When you open the top to feed Little, tiny flies swarm around, but the water is sparkling clear and Little is about five inches long. We were away once and forgot to tell the pet sitter about him. She would never know because the tank is downstairs. We were gone for weeks and weeks during the summer. We came back and Little was sick but we fed him and he was fine by the end of the night. We have to get a bigger tank soon.

Day 20

If I act sick and always have a disease I do not have to do anything. I can sit on the couch and eat candy and watch TV all day. I can be a lazy cunt. Then when they leave I can go in the kitchen and take out the recipe that I had been working on since last year. Nothing as obvious as arsenic or aconite—but things that have been left to change and blacken month after month.

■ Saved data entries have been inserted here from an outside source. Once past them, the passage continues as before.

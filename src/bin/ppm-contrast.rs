use std::fs::File;
use std::path::Path;
use std::path::PathBuf;
use std::time::{Duration, Instant};

use anyhow::{Context, Result};
use clap::Parser as Clap_parser;
use image::ImageFormat;
use ppm_contrast::{RasterImage, RunConfig, WorkerPool};
use tracing::info;
use tracing_subscriber::EnvFilter;

#[derive(Clap_parser, Debug, Clone)]
#[command(author, version, about, long_about = None)]
struct Args {
    /// worker threads, 0 for the platform default
    #[arg(name = "num of threads", value_name = "num_of_threads")]
    threads: usize,

    #[arg(name = "input file", value_name = "input_file")]
    input_path: PathBuf,

    /// a .ppm path is written as P6, any other extension goes through the image crate
    #[arg(name = "output file", value_name = "output_file")]
    output_path: PathBuf,

    #[arg(short, long = "config", value_name = "config_path")]
    config_path: Option<PathBuf>,

    /// timed contrast passes, overrides the config file
    #[arg(short, long)]
    repeat: Option<usize>,
}

/// Sibling of `path` that output is written to before being renamed into place.
fn partial_path(path: &Path) -> PathBuf {
    let mut name = path.file_name().unwrap_or_default().to_os_string();
    name.push(".part");
    path.with_file_name(name)
}

/// Writes through `write` into a partial file and only renames it to `path`
/// once it is complete. On failure the partial file is removed.
fn save_with<F>(path: &Path, write: F) -> Result<()>
where
    F: FnOnce(&Path) -> Result<()>,
{
    let partial = partial_path(path);
    if let Err(err) = write(&partial) {
        let _ = std::fs::remove_file(&partial);
        return Err(err);
    }
    std::fs::rename(&partial, path)
        .with_context(|| format!("Cannot move output into {}", path.display()))
}

fn save(image: &RasterImage, path: &Path) -> Result<()> {
    let is_ppm = path
        .extension()
        .map_or(true, |ext| ext.eq_ignore_ascii_case("ppm"));
    if is_ppm {
        save_with(path, |partial| {
            let output = File::create(partial)
                .with_context(|| format!("Cannot create {}", partial.display()))?;
            image
                .encode(output)
                .with_context(|| format!("Cannot write {}", path.display()))
        })
    } else {
        let format = ImageFormat::from_path(path)
            .with_context(|| format!("Unknown output format for {}", path.display()))?;
        save_with(path, |partial| {
            image
                .to_rgb_image()
                .save_with_format(partial, format)
                .with_context(|| format!("Cannot save {}", path.display()))
        })
    }
}

fn main() -> Result<()> {
    tracing_subscriber::fmt()
        .with_env_filter(
            EnvFilter::try_from_default_env().unwrap_or_else(|_| EnvFilter::new("info")),
        )
        .with_writer(std::io::stderr)
        .init();

    let args = Args::parse();

    let mut config = match &args.config_path {
        Some(path) => RunConfig::load(path)?,
        None => RunConfig::default(),
    };
    if let Some(repeat) = args.repeat {
        config.repeat = repeat.max(1);
    }

    let input = File::open(&args.input_path)
        .with_context(|| format!("Cannot open {}", args.input_path.display()))?;
    let mut image = RasterImage::decode(input)
        .with_context(|| format!("Cannot decode {}", args.input_path.display()))?;
    info!(
        height = image.height(),
        width = image.width(),
        "decoded {}",
        args.input_path.display()
    );

    let pool = WorkerPool::new(args.threads);
    let mut elapsed = Duration::ZERO;
    for _ in 0..config.repeat {
        let now = Instant::now();
        image.improve_contrast_in(&pool);
        elapsed += now.elapsed();
    }
    info!(min_y = image.min_y(), max_y = image.max_y(), "contrast stretched");

    save(&image, &args.output_path)?;

    if config.report_timing {
        let per_pass = elapsed.as_secs_f64() * 1000.0 / config.repeat as f64;
        println!("\nTime ({} thread(s)): {:.6} ms", args.threads, per_pass);
    }
    Ok(())
}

The items I need for my recipe are kept in separate jars with stoppers on them and they have skull and crossbones labels on them. They think it’s funny and my way of amusing myself. Some of the ingredients are simply herbs and harmless on their own…parsley, basil, thyme, salt…and some of the ingredients are things you normally don’t keep in your kitchen…dirt from my best friend’s grave who died when we were sixteen, my blood during a full moon, hair, a rusty nail from an open field, water from a stagnant lake, taken at night. They are numbered one to forty-seven.

I am forty-seven years old. I will add another jar in July the day after my birthday. It will be a jar of water with a snail in it. I will cork the jar and the snail will live forty-eight days. On the forty-eighth day the snail will die and will disappear, except for the shell. The water will turn silver-pink and will glow until the next lightning storm. Then the jar will be left in the storm and it will collect some of the rain water which will douse the glow—but now the water will be different.

If the vapors from the water are inhaled, the person inhaling them will be clairvoyant for a month, but they will only be able to discern bad things. And every moment of insight will be accompanied by fever. Usually the psychic abilities are attributed to the high fever—but every one of the things comes true—or are already true. It is a horrible fate to be sick.

Day 21

The jar from last year contains my hair. Beautiful long pieces of my hair from when I was fifteen years old and the sun turned it golden, in a jar of water from a well with one drop of water from jar number one. Jar one was given to me by someone I no longer know. Last year’s jar is the only jar that has a screw-on top. This jar has to be put in a dark place, behind the stairs, adjacent to where many people walk every day.